October is typically the cheapest month for hotels, followed by September, November and March — roughly 50–60% below the December–January peak, per aggregator data. The pattern is counter-intuitive: the wettest stretch (September–November) is the quietest and cheapest, while the driest, most festive months (December–February) are the most expensive.
Which month has the best weather in Penang?
February is statistically the driest month and the most reliable for sunshine, followed by January and March. These months sit in the lull between Penang’s two monsoons, giving the lowest rainfall, calmest seas for island trips, and the most comfortable humidity. The trade-off is that they coincide with peak prices and the biggest crowds (Chinese New Year, Thaipusam).
When is the value sweet spot for visiting Penang?

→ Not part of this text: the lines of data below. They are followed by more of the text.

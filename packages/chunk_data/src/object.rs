//! Game objects, the things that live in chunks.

use crate::coord::*;
use std::fmt;
use serde::{Serialize, Deserialize};


/// Stable identifier of a game object, assigned by storage.
#[derive(Copy, Clone, Eq, PartialEq, Ord, PartialOrd, Hash, Serialize, Deserialize)]
#[serde(transparent)]
pub struct ObjectId(pub u64);

impl fmt::Debug for ObjectId {
    fn fmt(&self, f: &mut fmt::Formatter) -> fmt::Result {
        write!(f, "#{}", self.0)
    }
}

impl fmt::Display for ObjectId {
    fn fmt(&self, f: &mut fmt::Formatter) -> fmt::Result {
        write!(f, "{}", self.0)
    }
}


/// Kind of game object.
#[derive(Debug, Copy, Clone, Eq, PartialEq, Ord, PartialOrd, Hash, Serialize, Deserialize)]
#[serde(rename_all = "lowercase")]
pub enum ObjectKind {
    Player,
    Npc,
    Prop,
}


/// A game object as held live by the chunk it's located in.
#[derive(Debug, Clone, PartialEq)]
pub struct GameObject {
    pub id: ObjectId,
    pub kind: ObjectKind,
    pub position: Position,
    /// Chunk the object belongs to. Equal to `chunk_id_of(position)` once a tick has settled.
    pub chunk_id: ChunkId,
    /// For player objects, the username that owns it.
    pub player_name: Option<String>,
    pub chat_message: Option<String>,
}

impl GameObject {
    /// Format for sending to clients.
    pub fn format(&self) -> FormattedObject {
        FormattedObject {
            id: self.id,
            kind: self.kind,
            position: self.position,
        }
    }
}


/// The shape in which a game object crosses the wire. Internal-only fields never do.
#[derive(Debug, Clone, PartialEq, Serialize, Deserialize)]
pub struct FormattedObject {
    pub id: ObjectId,
    #[serde(rename = "type")]
    pub kind: ObjectKind,
    pub position: Position,
}


#[cfg(test)]
mod tests {
    use super::*;
    use vek::*;

    #[test]
    fn formatted_object_wire_shape() {
        let obj = GameObject {
            id: ObjectId(4),
            kind: ObjectKind::Npc,
            position: Vec2::new(1.5, -2.0),
            chunk_id: ChunkId::new(0, -1),
            player_name: None,
            chat_message: Some("oink".into()),
        };
        let json = serde_json::to_value(obj.format()).unwrap();
        assert_eq!(json, serde_json::json!({
            "id": 4,
            "type": "npc",
            "position": { "x": 1.5, "y": -2.0 },
        }));
    }
}
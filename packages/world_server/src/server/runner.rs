//! Running the server.
//!
//! This is the top-level integration layer between server modules.

use crate::server::{
    channel::*,
    conn_mgr::ConnMgr,
    world::World,
    ServerEvent,
};
use anyhow::{
    Result,
    Context,
};


/// Run the server in this thread until it's stopped or fails. Does _not_ run the network server.
///
/// `server_recv` must be the channel the world's chunk loads and the network report to. Errors if
/// the world fails, in which case nothing more is flushed.
pub fn run(mut world: World, server_recv: ServerReceiver) -> Result<()> {
    let mut conn_mgr = ConnMgr::new();

    // enter event loop
    loop {
        // do tick
        world.tick().context("server tick failed")?;
        conn_mgr.poll_logins(&mut world);

        // process events between ticks
        while let Some(event) = server_recv.recv(Some(world.next_tick()), None) {
            match event {
                ServerEvent::Stop => {
                    info!("server stopping (stop requested)");
                    return world.flush().context("final flush failed");
                }
                ServerEvent::Network(event) => {
                    conn_mgr.handle_network_event(&mut world, event);
                }
                ServerEvent::ChunkReady { chunk_id, result } => {
                    world.on_chunk_ready(chunk_id, result)?;
                }
            }
        }
    }
}


#[cfg(test)]
mod tests {
    use super::*;
    use crate::{
        config::ServerConfig,
        server::storage::{
            MemStorage,
            Storage,
        },
        thread_pool::ThreadPool,
    };
    use chunk_data::*;
    use std::sync::Arc;

    #[test]
    fn stop_flushes_and_returns() {
        let config = ServerConfig::default();
        let storage = Arc::new(MemStorage::new());
        let (server_send, server_recv) = channel();
        let mut world = World::new(
            &config,
            storage.clone(),
            ThreadPool::with_threads(1),
            server_send.clone(),
            server_recv.clone(),
        );
        world.seed(&config).unwrap();

        server_send.send_stop();
        run(world, server_recv).unwrap();
        assert!(storage.find_object_by_kind(ObjectKind::Npc).unwrap().is_some());
    }
}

March is the value sweet spot: Chinese New Year prices have reset, the weather is still dry, and crowds have thinned out — so you get near-peak weather at low-season prices. April runs a close second for budget travellers happy to plan around the first inter-monsoon afternoon showers.
When are the busiest, most expensive times to visit Penang?
The busiest, priciest windows are Chinese New Year (late January–February), the George Town Festival and food festival (July–August), and the year-end Christmas / school-holiday surge (December). Malaysian school holidays — March, late May–June, late August–early September and December — drive domestic crowds independent of the weather.
Are the figures on this page a forecast?
No. These are climate normals — long-term monthly averages — not a live forecast. They tell you the typical pattern to plan around, but day-to-day weather varies, so always check a forecast close to your trip. Festival dates also shift each year because many follow the lunar, Tamil or Hindu calendars.